All of the entries below are to be copied word for word.

◇ ◇ ◇

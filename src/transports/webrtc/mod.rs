// WebRTC Transport - peer-to-peer data channels
use anyhow::{anyhow, Result};
use async_trait::async_trait;
use serde_json::Value;
use std::collections::HashMap;

use crate::auth::AuthConfig;
use crate::providers::base::Provider;
use crate::tools::Tool;
use crate::transports::{stream::StreamResult, ClientTransport};

pub struct WebRtcTransport;

impl WebRtcTransport {
    pub fn new() -> Self {
        Self
    }

    fn apply_auth(&self, auth: &AuthConfig) -> Result<()> {
        match auth {
            AuthConfig::ApiKey(_) | AuthConfig::Basic(_) | AuthConfig::OAuth2(_) => Err(anyhow!(
                "Authentication is not yet supported by the WebRTC transport"
            )),
        }
    }
}

#[async_trait]
impl ClientTransport for WebRtcTransport {
    fn name(&self) -> &'static str {
        "webrtc"
    }

    async fn register_tool_provider(&self, _prov: &dyn Provider) -> Result<Vec<Tool>> {
        // WebRTC requires signaling server setup
        if let Some(auth) = _prov
            .as_any()
            .downcast_ref::<crate::providers::webrtc::WebRtcProvider>()
            .and_then(|p| p.base.auth.as_ref())
        {
            self.apply_auth(auth)?;
        }
        Ok(vec![])
    }

    async fn deregister_tool_provider(&self, _prov: &dyn Provider) -> Result<()> {
        Ok(())
    }

    async fn call_tool(
        &self,
        tool_name: &str,
        _args: HashMap<String, Value>,
        _prov: &dyn Provider,
    ) -> Result<Value> {
        let _ = _prov
            .as_any()
            .downcast_ref::<crate::providers::webrtc::WebRtcProvider>()
            .ok_or_else(|| anyhow!("Provider is not a WebRtcProvider"))?;

        if let Some(auth) = _prov
            .as_any()
            .downcast_ref::<crate::providers::webrtc::WebRtcProvider>()
            .and_then(|p| p.base.auth.as_ref())
        {
            self.apply_auth(auth)?;
        }

        // WebRTC implementation requires:
        // 1. Signaling server for peer discovery
        // 2. STUN/TURN servers for NAT traversal
        // 3. Data channel establishment
        // 4. Message serialization over data channel

        Err(anyhow!(
            "WebRTC transport requires webrtc-rs crate and signaling setup. \
            Tool: {}. \
            Consider using webrtc crate for full implementation.",
            tool_name
        ))
    }

    async fn call_tool_stream(
        &self,
        _tool_name: &str,
        _args: HashMap<String, Value>,
        _prov: &dyn Provider,
    ) -> Result<Box<dyn StreamResult>> {
        // WebRTC data channels natively support streaming
        if let Some(auth) = _prov
            .as_any()
            .downcast_ref::<crate::providers::webrtc::WebRtcProvider>()
            .and_then(|p| p.base.auth.as_ref())
        {
            self.apply_auth(auth)?;
        }
        Err(anyhow!("WebRTC streaming requires webrtc-rs integration"))
    }
}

◇ ◇ ◇

RESULT BELOW:
filename src/transports/webrtc/mod.rs
// WebRTC Transport - peer-to-peer data channels
use anyhow::{anyhow, Result};
use async_trait::async_trait;
use serde_json::Value;
use std::collections::HashMap;

use crate::auth::AuthConfig;
use crate::providers::base::Provider;
use crate::tools::Tool;
use crate::transports::{stream::StreamResult, ClientTransport};

pub struct WebRtcTransport;

impl WebRtcTransport {
    pub fn new() -> Self {
        Self
    }

    fn apply_auth(&self, auth: &AuthConfig) -> Result<()> {
        match auth {
            AuthConfig::ApiKey(_) | AuthConfig::Basic(_) | AuthConfig::OAuth2(_) => Err(anyhow!(
                "Authentication is not yet supported by the WebRTC transport"
            )),
        }
    }
}

#[async_trait]
impl ClientTransport for WebRtcTransport {
    fn name(&self) -> &'static str {
        "webrtc"
    }

    async fn register_tool_provider(&self, _prov: &dyn Provider) -> Result<Vec<Tool>> {
        // WebRTC requires signaling server setup
        if let Some(auth) = _prov
            .as_any()
            .downcast_ref::<crate::providers::webrtc::WebRtcProvider>()
            .and_then(|p| p.base.auth.as_ref())
        {
            self.apply_auth(auth)?;
        }
        Ok(vec![])
    }

    async fn deregister_tool_provider(&self, _prov: &dyn Provider) -> Result<()> {
        Ok(())
    }

    async fn call_tool(
        &self,
        tool_name: &str,
        _args: HashMap<String, Value>,
        _prov: &dyn Provider,
    ) -> Result<Value> {
        let _ = _prov
            .as_any()
            .downcast_ref::<crate::providers::webrtc::WebRtcProvider>()
            .ok_or_else(|| anyhow!("Provider is not a WebRtcProvider"))?;

        if let Some(auth) = _prov
            .as_any()
            .downcast_ref::<crate::providers::webrtc::WebRtcProvider>()
            .and_then(|p| p.base.auth.as_ref())
        {
            self.apply_auth(auth)?;
        }

        // WebRTC implementation requires:
        // 1. Signaling server for peer discovery
        // 2. STUN/TURN servers for NAT traversal
        // 3. Data channel establishment
        // 4. Message serialization over data channel

        Err(anyhow!(
            "WebRTC transport requires webrtc-rs crate and signaling setup. \
            Tool: {}. \
            Consider using webrtc crate for full implementation.",
            tool_name
        ))
    }

    async fn call_tool_stream(
        &self,
        _tool_name: &str,
        _args: HashMap<String, Value>,
        _prov: &dyn Provider,
    ) -> Result<Box<dyn StreamResult>> {
        // WebRTC data channels natively support streaming
        if let Some(auth) = _prov
            .as_any()
            .downcast_ref::<crate::providers::webrtc::WebRtcProvider>()
            .and_then(|p| p.base.auth.as_ref())
        {
            self.apply_auth(auth)?;
        }
        Err(anyhow!("WebRTC streaming requires webrtc-rs integration"))
    }
}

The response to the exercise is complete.